//! Width selection and big-endian integer packing.
//!
//! Object references and offset-table entries are fixed-width big-endian
//! integers. The width is uniform per stream: the smallest of 1/2/4/8 bytes
//! that fits the object count (references) respectively the total buffer
//! length (offsets). On the read side a 3-byte width is additionally
//! accepted, some writers emit it for offsets.

use crate::error::{Error, Result};

/// Smallest width in {1, 2, 4, 8} such that `n` fits.
///
/// Inclusive thresholds: 255 distinct objects still fit one byte, 256 need
/// two.
pub fn for_count(n: u64) -> u8 {
    if n <= 0xFF {
        1
    } else if n <= 0xFFFF {
        2
    } else if n <= 0xFFFF_FFFF {
        4
    } else {
        8
    }
}

/// Appends `value` to `buf` as a big-endian integer of `size` bytes.
///
/// # Panics
///
/// Panics if `size` is not 1, 2, 4 or 8.
pub fn write_be(buf: &mut Vec<u8>, value: u64, size: u8) {
    match size {
        1 => buf.push(value as u8),
        2 => buf.extend_from_slice(&(value as u16).to_be_bytes()),
        4 => buf.extend_from_slice(&(value as u32).to_be_bytes()),
        8 => buf.extend_from_slice(&value.to_be_bytes()),
        _ => panic!("write width must be 1/2/4/8, got {size}"),
    }
}

/// Writes `value` big-endian into `buf[at..at + size]`.
///
/// Used to back-patch container reference blocks that were reserved before
/// the child objects were written.
///
/// # Panics
///
/// Panics if `size` is not 1, 2, 4 or 8, or the range is out of bounds.
pub fn patch_be(buf: &mut [u8], at: usize, value: u64, size: u8) {
    match size {
        1 => buf[at] = value as u8,
        2 => buf[at..at + 2].copy_from_slice(&(value as u16).to_be_bytes()),
        4 => buf[at..at + 4].copy_from_slice(&(value as u32).to_be_bytes()),
        8 => buf[at..at + 8].copy_from_slice(&value.to_be_bytes()),
        _ => panic!("write width must be 1/2/4/8, got {size}"),
    }
}

/// Reads a big-endian integer of `size` bytes from the start of `bytes`.
pub fn read_be(bytes: &[u8], size: u8) -> Result<u64> {
    let size_usize = usize::from(size);
    if bytes.len() < size_usize {
        return Err(Error::TruncatedBuffer {
            needed: size_usize,
            available: bytes.len(),
        });
    }
    let value = match size {
        1 => u64::from(bytes[0]),
        2 => u64::from(u16::from_be_bytes([bytes[0], bytes[1]])),
        3 => (u64::from(bytes[0]) << 16) | (u64::from(bytes[1]) << 8) | u64::from(bytes[2]),
        4 => u64::from(u32::from_be_bytes([bytes[0], bytes[1], bytes[2], bytes[3]])),
        8 => u64::from_be_bytes([
            bytes[0], bytes[1], bytes[2], bytes[3], bytes[4], bytes[5], bytes[6], bytes[7],
        ]),
        _ => return Err(Error::UnsupportedWidth(size)),
    };
    Ok(value)
}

————————

Every line holding the word "objects" should be copied out of the records above.

/// Inclusive thresholds: 255 distinct objects still fit one byte, 256 need
/// the child objects were written.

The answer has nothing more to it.